Q: What does your field work program do?

A: We base our work on the Social Services Act (No. 108, from the year 2006), and our field program consists of basic social work advising – for example, we aid people in negotiating with local authorities, in applying for welfare benefits, in filling out forms, we facilitate free legal aid for them and many other things. I am constantly doing my best to humanize this service and, together with our community know-how, I am able to access places that I dare say others would not be able to.

Q: Tell us about your project called “On Your Own Two Feet” (Na vlastní nohy)? 

A: That is an ongoing community project, in the past it’s been quite successful. It involves the entire community, not just individuals. The entire community avails itself of this project. An integral component of it, the key to its success, is to find a natural authority figure in a particular community who will come up with different activities that the entire community will then avail themselves of. For example, we got a bus stop built, and we installed clothes-drying lines in front of one of the apartment buildings. If locals want to pave a street or seed a lawn, the entire community works on it.

Q: So you do your best for people from the excluded localities to be self-sufficient so they no longer need your aid?

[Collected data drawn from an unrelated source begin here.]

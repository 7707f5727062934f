//! In-memory order state store.
//!
//! Aggregates are held in their encoded JSON form, the same bytes a
//! changelog-backed store would keep, so every read goes through the codec.

use std::collections::HashMap;
use std::sync::RwLock;

use async_trait::async_trait;

use crate::domain::order_lifecycle::{OrderState, OrderStateStore, StoreError};
use crate::domain::shared::OrderId;
use crate::infrastructure::codec::{decode_state, encode_state};

/// In-memory implementation of `OrderStateStore`.
///
/// Suitable for a single process and for tests. Nothing survives a restart.
#[derive(Debug, Default)]
pub struct InMemoryOrderStateStore {
    states: RwLock<HashMap<OrderId, String>>,
}

fn poisoned<T>(_: T) -> StoreError {
    StoreError::Unavailable {
        message: "state store lock poisoned".to_string(),
    }
}

impl InMemoryOrderStateStore {
    /// Create a new empty store.
    #[must_use]
    pub fn new() -> Self {
        Self::default()
    }

    /// Store raw encoded state under `key` (for restore and test setup).
    ///
    /// # Errors
    ///
    /// Returns error if the store lock is poisoned.
    pub fn put_raw(&self, key: OrderId, encoded: String) -> Result<(), StoreError> {
        self.states.write().map_err(poisoned)?.insert(key, encoded);
        Ok(())
    }
}

#[async_trait]
impl OrderStateStore for InMemoryOrderStateStore {
    async fn get(&self, key: &OrderId) -> Result<Option<OrderState>, StoreError> {
        let encoded = {
            let states = self.states.read().map_err(poisoned)?;
            states.get(key).cloned()
        };
        encoded
            .map(|json| {
                decode_state(&json).map_err(|e| StoreError::Corrupt {
                    key: key.clone(),
                    message: e.to_string(),
                })
            })
            .transpose()
    }

    async fn put(&self, key: &OrderId, state: &OrderState) -> Result<(), StoreError> {
        let encoded = encode_state(state).map_err(|e| StoreError::Corrupt {
            key: key.clone(),
            message: e.to_string(),
        })?;
        self.put_raw(key.clone(), encoded)
    }

    async fn keys(&self) -> Result<Vec<OrderId>, StoreError> {
        let mut keys: Vec<OrderId> = self
            .states
            .read()
            .map_err(poisoned)?
            .keys()
            .cloned()
            .collect();
        keys.sort();
        Ok(keys)
    }

    async fn len(&self) -> Result<usize, StoreError> {
        Ok(self.states.read().map_err(poisoned)?.len())
    }
}
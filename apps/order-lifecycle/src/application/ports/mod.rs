//! Application Ports (Driven)
//!
//! Ports define interfaces for interacting with external systems.
//! The state store port lives with the domain as
//! [`OrderStateStore`](crate::domain::order_lifecycle::OrderStateStore).

mod state_publisher_port;

pub use state_publisher_port::{NoOpStatePublisher, PublishError, StatePublisherPort};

A: Yes, I’ll give you an example:  In the excluded locality at Nová Farma we undertook a survey and ascertained that local residents were bothered by the fact that cars were driving too fast around the cabins people live in. The tenants see a big risk in that for their children, who might not always pay attention when they are playing and might run into the road. Their parents, naturally, don’t want them to come to harm, and they would like to install speed bumps or a sign telling drivers to slow down. There’s also not enough street light during the winter there when it gets dark early, so they don’t feel safe in some parts of the municipality. We are doing our best to aid them so they will be able to solve these problems on their own. We assist them and motivate them to write up their own specific requests for their particular municipality and to take those requests there themselves.

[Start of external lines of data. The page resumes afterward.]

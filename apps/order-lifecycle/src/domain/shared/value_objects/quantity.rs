//! Quantity value object for order and fill quantities.

use rust_decimal::Decimal;
use rust_decimal::prelude::ToPrimitive;
use serde::{Deserialize, Serialize};
use std::fmt;
use std::iter::Sum;
use std::ops::{Add, AddAssign};

/// A share/contract quantity.
///
/// Wire quantities are integers, but the value is carried as a Decimal so
/// that sums and comparisons stay exact whatever the venue sends. Addition
/// saturates at `Decimal::MAX`.
#[derive(
    Debug, Clone, Copy, PartialEq, Eq, PartialOrd, Ord, Hash, Default, Serialize, Deserialize,
)]
#[serde(transparent)]
pub struct Quantity(Decimal);

impl Quantity {
    /// Zero quantity.
    pub const ZERO: Self = Self(Decimal::ZERO);

    /// Create a new Quantity from a Decimal.
    #[must_use]
    pub const fn new(amount: Decimal) -> Self {
        Self(amount)
    }

    /// Create a Quantity from an integer.
    #[must_use]
    pub fn from_i64(amount: i64) -> Self {
        Self(Decimal::from(amount))
    }

    /// Get the inner Decimal value.
    #[must_use]
    pub const fn amount(&self) -> Decimal {
        self.0
    }

    /// Returns true if this quantity is positive.
    #[must_use]
    pub fn is_positive(&self) -> bool {
        self.0 > Decimal::ZERO
    }

    /// Returns true if this quantity is zero.
    ///
    /// Takes a reference so it can back `skip_serializing_if`.
    #[must_use]
    pub fn is_zero(&self) -> bool {
        self.0.is_zero()
    }

    /// Returns true if this is a whole number that fits in an `i64`.
    #[must_use]
    pub fn is_wire_integer(&self) -> bool {
        self.0.fract().is_zero() && self.0.to_i64().is_some()
    }
}

impl fmt::Display for Quantity {
    fn fmt(&self, f: &mut fmt::Formatter<'_>) -> fmt::Result {
        write!(f, "{}", self.0.normalize())
    }
}

impl Add for Quantity {
    type Output = Self;

    fn add(self, rhs: Self) -> Self::Output {
        Self(self.0.saturating_add(rhs.0))
    }
}

impl AddAssign for Quantity {
    fn add_assign(&mut self, rhs: Self) {
        *self = *self + rhs;
    }
}

impl Sum for Quantity {
    fn sum<I: Iterator<Item = Self>>(iter: I) -> Self {
        iter.fold(Self::ZERO, Add::add)
    }
}

impl<'a> Sum<&'a Self> for Quantity {
    fn sum<I: Iterator<Item = &'a Self>>(iter: I) -> Self {
        iter.copied().sum()
    }
}

impl From<Decimal> for Quantity {
    fn from(value: Decimal) -> Self {
        Self(value)
    }
}

impl From<i64> for Quantity {
    fn from(value: i64) -> Self {
        Self::from_i64(value)
    }
}

impl From<Quantity> for Decimal {
    fn from(value: Quantity) -> Self {
        value.0
    }
}
//! How a node's fill log treats replayed fill ids.

use serde::{Deserialize, Serialize};

/// Policy for the arrival-ordered fill log when a fill id is seen again.
///
/// The quantity ledger always overwrites by fill id, so totals are the same
/// under either policy; only the audit log differs.
#[derive(Debug, Clone, Copy, PartialEq, Eq, Hash, Default, Serialize, Deserialize)]
#[serde(rename_all = "SCREAMING_SNAKE_CASE")]
pub enum FillLogPolicy {
    /// Append every fill report, replays included.
    #[default]
    AppendAll,
    /// Replace the earlier log entry with the same fill id in place.
    DeduplicateById,
}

Your life is in your hands

The Český západ association was created in December 2001 as an initiative of the Trappist monks in the Monastery at Nový Dvůr. The monks provided several of the men living in Dobrá Voda with job opportunities when the monastery was being rebuilt.

The organization was dedicated just to employment in the beginning, but it did not take long for it to begin to offer educational and recreational programs focused on children and women as well. Since 2003 the methods and principles of community work have been applied by the organization.

Four years after that, the organization expanded its services and began to work in other localities throughout the Karlovy Vary Region in the Teplice and Toužim areas. At the end of 2013, the association was transformed into a public benefit corporation, which, through different projects, works with both non-Romani and Romani clients on improving the quality of life in the excluded localities that fall within its scope (Dobrá Voda, Horní Poutnov, Hoštěc, Křepkovice, Mrázov, Nová Farma, Pěkovice, Poutnov, Služetín, etc.).

The organization does its best to contribute to the elimination of social exclusion and the improvement of coexistence between neighbors. That has been a success thanks to various projects such as Children’s Days, community breakfasts, and International Romani Day celebrations that attract both non-Romani and Romani residents.